- DESCRIPTION OF THE TASK -
What you return should be each line of the data containing the string "Uuid".

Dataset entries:

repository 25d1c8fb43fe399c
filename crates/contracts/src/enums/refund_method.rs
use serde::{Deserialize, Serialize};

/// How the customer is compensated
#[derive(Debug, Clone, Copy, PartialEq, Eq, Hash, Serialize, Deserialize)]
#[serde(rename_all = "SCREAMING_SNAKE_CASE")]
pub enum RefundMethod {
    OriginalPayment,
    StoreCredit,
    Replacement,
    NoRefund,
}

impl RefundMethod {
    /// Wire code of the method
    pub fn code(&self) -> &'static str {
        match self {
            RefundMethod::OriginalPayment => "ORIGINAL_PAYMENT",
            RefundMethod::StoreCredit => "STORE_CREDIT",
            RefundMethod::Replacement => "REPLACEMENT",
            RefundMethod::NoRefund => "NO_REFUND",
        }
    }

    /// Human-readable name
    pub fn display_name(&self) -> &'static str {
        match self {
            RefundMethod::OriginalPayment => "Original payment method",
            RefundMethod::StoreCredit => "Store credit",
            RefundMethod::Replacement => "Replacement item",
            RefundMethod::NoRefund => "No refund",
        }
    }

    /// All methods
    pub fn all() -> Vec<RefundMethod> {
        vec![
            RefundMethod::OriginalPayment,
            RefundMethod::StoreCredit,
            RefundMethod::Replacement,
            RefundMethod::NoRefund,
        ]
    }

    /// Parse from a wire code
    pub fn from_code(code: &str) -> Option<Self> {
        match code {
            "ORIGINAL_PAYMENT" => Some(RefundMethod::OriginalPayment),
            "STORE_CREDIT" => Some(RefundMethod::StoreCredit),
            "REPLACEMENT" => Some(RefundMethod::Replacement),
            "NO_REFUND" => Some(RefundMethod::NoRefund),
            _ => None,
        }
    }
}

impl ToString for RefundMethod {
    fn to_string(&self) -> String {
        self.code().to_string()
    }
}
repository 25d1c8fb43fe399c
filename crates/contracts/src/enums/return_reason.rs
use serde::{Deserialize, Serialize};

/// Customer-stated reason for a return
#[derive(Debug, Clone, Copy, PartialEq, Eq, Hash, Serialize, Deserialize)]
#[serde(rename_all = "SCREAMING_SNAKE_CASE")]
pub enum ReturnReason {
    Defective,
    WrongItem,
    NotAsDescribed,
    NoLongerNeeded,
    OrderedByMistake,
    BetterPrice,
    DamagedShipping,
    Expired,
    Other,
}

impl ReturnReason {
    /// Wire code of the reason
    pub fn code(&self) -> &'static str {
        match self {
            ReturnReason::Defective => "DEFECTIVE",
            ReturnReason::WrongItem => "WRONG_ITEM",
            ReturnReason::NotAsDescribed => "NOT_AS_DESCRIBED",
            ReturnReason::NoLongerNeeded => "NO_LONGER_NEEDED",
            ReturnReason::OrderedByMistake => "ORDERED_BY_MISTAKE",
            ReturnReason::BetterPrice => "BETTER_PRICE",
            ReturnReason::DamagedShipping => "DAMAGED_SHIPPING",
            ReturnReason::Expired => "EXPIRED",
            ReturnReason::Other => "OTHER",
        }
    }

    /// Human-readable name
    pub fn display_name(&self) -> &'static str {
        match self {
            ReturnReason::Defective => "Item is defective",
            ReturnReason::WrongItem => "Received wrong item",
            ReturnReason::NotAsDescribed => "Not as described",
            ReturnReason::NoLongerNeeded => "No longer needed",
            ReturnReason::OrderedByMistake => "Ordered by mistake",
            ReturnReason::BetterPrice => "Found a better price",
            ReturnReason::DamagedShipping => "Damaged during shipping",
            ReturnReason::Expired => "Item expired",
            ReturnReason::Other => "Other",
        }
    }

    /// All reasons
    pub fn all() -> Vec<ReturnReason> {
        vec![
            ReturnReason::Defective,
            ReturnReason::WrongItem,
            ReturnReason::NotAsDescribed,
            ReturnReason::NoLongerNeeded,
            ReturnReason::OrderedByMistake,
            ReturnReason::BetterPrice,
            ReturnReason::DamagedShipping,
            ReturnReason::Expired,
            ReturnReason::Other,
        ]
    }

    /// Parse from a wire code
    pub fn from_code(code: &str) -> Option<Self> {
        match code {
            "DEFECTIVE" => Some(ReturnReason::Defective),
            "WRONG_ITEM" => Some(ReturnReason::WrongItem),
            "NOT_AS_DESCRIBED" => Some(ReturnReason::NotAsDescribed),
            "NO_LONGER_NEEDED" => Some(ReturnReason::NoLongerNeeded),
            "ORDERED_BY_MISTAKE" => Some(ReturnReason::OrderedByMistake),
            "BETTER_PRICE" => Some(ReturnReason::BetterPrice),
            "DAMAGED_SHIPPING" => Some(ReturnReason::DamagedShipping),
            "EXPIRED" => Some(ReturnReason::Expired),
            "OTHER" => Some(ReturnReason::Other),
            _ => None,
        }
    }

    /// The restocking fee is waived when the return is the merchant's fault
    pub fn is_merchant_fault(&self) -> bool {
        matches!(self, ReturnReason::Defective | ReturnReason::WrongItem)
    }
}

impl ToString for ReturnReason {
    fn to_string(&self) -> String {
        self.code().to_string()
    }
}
==
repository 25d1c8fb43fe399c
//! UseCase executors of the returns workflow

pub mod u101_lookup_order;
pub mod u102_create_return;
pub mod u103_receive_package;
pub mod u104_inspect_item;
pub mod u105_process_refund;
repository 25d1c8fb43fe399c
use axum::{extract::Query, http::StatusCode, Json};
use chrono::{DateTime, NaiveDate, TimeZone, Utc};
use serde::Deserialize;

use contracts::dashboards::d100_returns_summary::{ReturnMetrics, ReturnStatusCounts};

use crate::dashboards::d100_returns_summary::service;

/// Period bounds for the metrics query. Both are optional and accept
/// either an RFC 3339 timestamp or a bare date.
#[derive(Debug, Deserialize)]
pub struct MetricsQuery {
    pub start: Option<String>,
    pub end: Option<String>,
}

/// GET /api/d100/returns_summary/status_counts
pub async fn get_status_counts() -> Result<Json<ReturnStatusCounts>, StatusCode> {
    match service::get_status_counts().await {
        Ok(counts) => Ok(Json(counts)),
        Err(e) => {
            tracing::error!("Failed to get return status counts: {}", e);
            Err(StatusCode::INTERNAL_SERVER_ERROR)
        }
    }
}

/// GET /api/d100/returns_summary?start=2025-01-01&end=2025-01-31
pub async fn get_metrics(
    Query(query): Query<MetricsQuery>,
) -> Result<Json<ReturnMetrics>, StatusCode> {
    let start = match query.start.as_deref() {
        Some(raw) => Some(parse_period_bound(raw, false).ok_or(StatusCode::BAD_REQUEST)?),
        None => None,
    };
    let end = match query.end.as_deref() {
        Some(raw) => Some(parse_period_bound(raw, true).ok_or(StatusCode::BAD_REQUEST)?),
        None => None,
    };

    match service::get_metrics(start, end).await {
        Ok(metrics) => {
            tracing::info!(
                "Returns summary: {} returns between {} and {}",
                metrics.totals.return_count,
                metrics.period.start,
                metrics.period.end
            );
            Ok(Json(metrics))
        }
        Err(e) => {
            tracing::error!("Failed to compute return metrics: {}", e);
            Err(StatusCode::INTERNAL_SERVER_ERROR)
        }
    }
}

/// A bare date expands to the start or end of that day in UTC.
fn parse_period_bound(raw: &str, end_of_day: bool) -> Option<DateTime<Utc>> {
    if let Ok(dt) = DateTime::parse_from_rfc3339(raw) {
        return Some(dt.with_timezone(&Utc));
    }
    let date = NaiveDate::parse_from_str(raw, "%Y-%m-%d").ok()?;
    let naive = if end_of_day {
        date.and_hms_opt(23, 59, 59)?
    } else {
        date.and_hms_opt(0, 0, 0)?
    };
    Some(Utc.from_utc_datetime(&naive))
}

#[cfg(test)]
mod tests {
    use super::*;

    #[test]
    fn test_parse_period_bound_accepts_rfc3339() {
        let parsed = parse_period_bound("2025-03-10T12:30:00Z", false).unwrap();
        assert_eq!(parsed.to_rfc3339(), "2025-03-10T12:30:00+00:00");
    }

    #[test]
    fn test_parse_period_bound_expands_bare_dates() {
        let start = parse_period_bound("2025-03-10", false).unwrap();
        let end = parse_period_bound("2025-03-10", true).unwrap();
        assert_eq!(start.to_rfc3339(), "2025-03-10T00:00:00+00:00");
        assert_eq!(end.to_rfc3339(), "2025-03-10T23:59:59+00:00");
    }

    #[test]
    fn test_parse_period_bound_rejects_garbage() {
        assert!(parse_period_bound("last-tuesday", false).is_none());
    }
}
...
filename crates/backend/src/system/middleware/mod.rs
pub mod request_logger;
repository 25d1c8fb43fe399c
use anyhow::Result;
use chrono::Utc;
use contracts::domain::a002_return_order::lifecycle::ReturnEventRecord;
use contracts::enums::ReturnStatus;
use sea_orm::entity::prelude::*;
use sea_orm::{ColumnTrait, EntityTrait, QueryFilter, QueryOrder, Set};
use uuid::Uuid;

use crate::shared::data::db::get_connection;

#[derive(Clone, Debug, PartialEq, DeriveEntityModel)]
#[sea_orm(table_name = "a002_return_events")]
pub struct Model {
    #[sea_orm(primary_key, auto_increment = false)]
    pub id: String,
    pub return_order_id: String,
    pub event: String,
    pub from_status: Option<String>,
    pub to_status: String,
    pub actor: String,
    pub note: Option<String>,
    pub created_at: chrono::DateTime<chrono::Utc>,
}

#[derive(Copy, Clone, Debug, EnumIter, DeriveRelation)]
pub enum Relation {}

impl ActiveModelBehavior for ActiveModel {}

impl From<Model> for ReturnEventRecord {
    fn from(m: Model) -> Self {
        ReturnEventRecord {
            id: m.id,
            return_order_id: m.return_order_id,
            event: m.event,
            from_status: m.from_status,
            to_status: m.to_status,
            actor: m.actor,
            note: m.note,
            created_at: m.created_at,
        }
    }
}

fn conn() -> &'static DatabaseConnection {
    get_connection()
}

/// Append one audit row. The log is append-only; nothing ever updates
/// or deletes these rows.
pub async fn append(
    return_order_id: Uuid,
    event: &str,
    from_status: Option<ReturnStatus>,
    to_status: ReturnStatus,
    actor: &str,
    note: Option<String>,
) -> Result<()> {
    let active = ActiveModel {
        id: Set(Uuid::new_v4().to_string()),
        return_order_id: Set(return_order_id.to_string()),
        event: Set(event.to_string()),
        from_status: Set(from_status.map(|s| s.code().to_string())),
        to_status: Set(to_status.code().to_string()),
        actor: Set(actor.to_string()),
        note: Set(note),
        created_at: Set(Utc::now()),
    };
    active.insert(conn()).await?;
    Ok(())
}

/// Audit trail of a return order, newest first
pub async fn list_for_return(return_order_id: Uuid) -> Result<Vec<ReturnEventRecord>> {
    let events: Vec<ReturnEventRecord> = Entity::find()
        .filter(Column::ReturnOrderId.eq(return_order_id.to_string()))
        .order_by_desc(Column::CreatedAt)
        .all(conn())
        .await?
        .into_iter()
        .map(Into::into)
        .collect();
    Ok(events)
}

- TASK OUTPUT -
use uuid::Uuid;
    return_order_id: Uuid,
        id: Set(Uuid::new_v4().to_string()),
pub async fn list_for_return(return_order_id: Uuid) -> Result<Vec<ReturnEventRecord>> {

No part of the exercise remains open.